Como referido, o insucesso escolar está associado a múltiplas causas, o que nos permite classificar este problema de acordo com algumas variáveis. Por isso, é possível afirmar que existem diferentes tipos de fracasso académico, sendo mais frequentes quatro: primário, secundário, circunstancial e habitual.

1. Insucesso primário

Comum nos primeiros anos de escolaridade, o insucesso escolar primário é caracterizado pelo surgimento de problemas no desempenho académico. Ademais, está relacionado às dificuldades de amadurecimento da criança, sendo que estas podem tornar-se um problema de insucesso escolar permanente, quando não atempadamente solucionadas

2. Insucesso secundário

Costuma ser decorrente do insucesso escolar primário, nos primeiros anos após o começo da escolaridade do aluno.

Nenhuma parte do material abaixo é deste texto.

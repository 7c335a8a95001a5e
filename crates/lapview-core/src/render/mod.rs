//! Render loop
//!
//! One frame paints, back to front: the plot (clear, grid, boxplots), the
//! axis strip, the lap time labels, the driver labels and the hover detail.
//! Frames are driven by an injected [`FrameScheduler`] so the loop works the
//! same under a GUI frame clock and under test.

mod frame;
mod overlay;
mod paint;
mod surface;

pub use frame::{DrawCommand, DrawList, RecordedLayer};
pub use overlay::HighlightDetail;
pub use surface::{HAlign, Layer, Rect, Surface, TextLabel, Transform2D, VAlign};

pub(crate) use overlay::highlight_detail;

use serde::{Deserialize, Serialize};

use crate::geometry::{BoxLayout, GeometryRecord, Size, Vector};
use crate::interaction::ViewState;
use crate::options::ViewOptions;
use crate::pipeline::PreparedDataset;
use crate::session::ChartSession;
use crate::style::StyleConfig;
use crate::transform::TimeTransform;

/// When the loop repaints
#[derive(Debug, Clone, Copy, PartialEq, Eq, Default, Serialize, Deserialize)]
#[serde(rename_all = "snake_case")]
pub enum RenderMode {
    /// Repaint every frame and always request the next one
    #[default]
    Continuous,
    /// Repaint only when the session changed; the host wakes the loop
    OnDirty,
}

/// Requests another frame from the host's frame clock
pub trait FrameScheduler {
    fn schedule_next(&mut self);
}

/// Everything a frame reads, borrowed from the session
pub struct FrameContext<'a> {
    pub style: &'a StyleConfig,
    pub options: &'a ViewOptions,
    pub prepared: &'a PreparedDataset,
    pub transform: &'a TimeTransform,
    pub layout: &'a BoxLayout,
    pub geometry: &'a [GeometryRecord],
    pub view: &'a ViewState,
    /// Plot area size
    pub viewport: Size,
}

impl FrameContext<'_> {
    pub fn scale(&self) -> f32 {
        self.view.scale.x
    }

    /// Whole widget: gutter + plot, plot + footer
    pub fn chart_size(&self) -> Size {
        let layout = &self.style.layout;
        Size::new(
            layout.gutter_width + self.viewport.width,
            self.viewport.height + layout.footer_height,
        )
    }

    pub fn plot_rect(&self) -> Rect {
        Rect::new(
            self.style.layout.gutter_width,
            0.0,
            self.viewport.width,
            self.viewport.height,
        )
    }

    pub fn axis_strip_rect(&self) -> Rect {
        let layout = &self.style.layout;
        Rect::new(
            layout.gutter_width - layout.axis_strip_width,
            0.0,
            layout.axis_strip_width,
            self.viewport.height,
        )
    }

    pub fn plot_transform(&self) -> Transform2D {
        Transform2D::new(
            Vector::new(
                self.style.layout.gutter_width + self.view.camera.x,
                self.view.camera.y,
            ),
            self.scale(),
        )
    }

    /// Zoomed like the plot but only the vertical camera offset applies
    pub fn axis_transform(&self) -> Transform2D {
        let layout = &self.style.layout;
        Transform2D::new(
            Vector::new(layout.gutter_width - layout.axis_strip_width, self.view.camera.y),
            self.scale(),
        )
    }
}

/// Paint one complete frame
pub fn paint_frame<S: Surface + ?Sized>(ctx: &FrameContext<'_>, surface: &mut S) {
    surface.begin_frame(ctx.chart_size());
    paint::paint_plot(ctx, surface);
    paint::paint_axis_strip(ctx, surface);
    overlay::paint_tick_labels(ctx, surface);
    overlay::paint_driver_labels(ctx, surface);
    overlay::paint_detail(ctx, surface);
}

/// Self-rescheduling frame driver
#[derive(Debug, Clone, Default)]
pub struct RenderLoop {
    mode: RenderMode,
    frames_painted: u64,
}

impl RenderLoop {
    pub fn new(mode: RenderMode) -> Self {
        log::info!("RenderLoop: mode {:?}", mode);
        Self {
            mode,
            frames_painted: 0,
        }
    }

    pub fn mode(&self) -> RenderMode {
        self.mode
    }

    pub fn frames_painted(&self) -> u64 {
        self.frames_painted
    }

    /// Handle one frame tick, returns whether the surface was repainted
    pub fn run_frame<S, F>(&mut self, session: &mut ChartSession, surface: &mut S, scheduler: &mut F) -> bool
    where
        S: Surface + ?Sized,
        F: FrameScheduler + ?Sized,
    {
        let paint = match self.mode {
            RenderMode::Continuous => true,
            RenderMode::OnDirty => session.is_dirty(),
        };
        if paint {
            session.paint(surface);
            session.mark_clean();
            self.frames_painted += 1;
        }
        if self.mode == RenderMode::Continuous {
            scheduler.schedule_next();
        }
        paint
    }

    /// Called by the host after feeding input; arms a frame when one is due
    pub fn wake<F: FrameScheduler + ?Sized>(&self, session: &ChartSession, scheduler: &mut F) {
        if self.mode == RenderMode::OnDirty && session.is_dirty() {
            scheduler.schedule_next();
        }
    }
}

Via de regra, devem-se a mudanças no aluno, como a transição da infância para a adolescência ou a qualquer evento importante na vida da criança que interfira momentaneamente na sua vida escolar.

3. Insucesso circunstancial

Transitório e isolado, o insucesso escolar circunstancial acontece numa época determinada da vida da criança, por isso está associada a causas específicas e excecionais. Quando essas causas são identificadas, é possível abordá-las e tratá-las sem maiores contratempos. Na generalidade das situações, diz respeito a crianças que outrora tiveram um bom desempenho académico, mas em razão desse fracasso transitório ou circunstancial têm os seus resultados afetados por situações que causaram grande impacto emocional.

4. Insucesso habitual

Crianças que vivem o insucesso escolar habitual recebem más notas e são frequentemente suspensas. Este tipo de fracasso está relacionado a causas individuais do aluno, como por exemplo, o facto de sofrer de um transtorno de desenvolvimento, o que leva a uma dificuldade de adaptação à escola. Via de regra, manifesta-se logo nos primeiros anos escolares.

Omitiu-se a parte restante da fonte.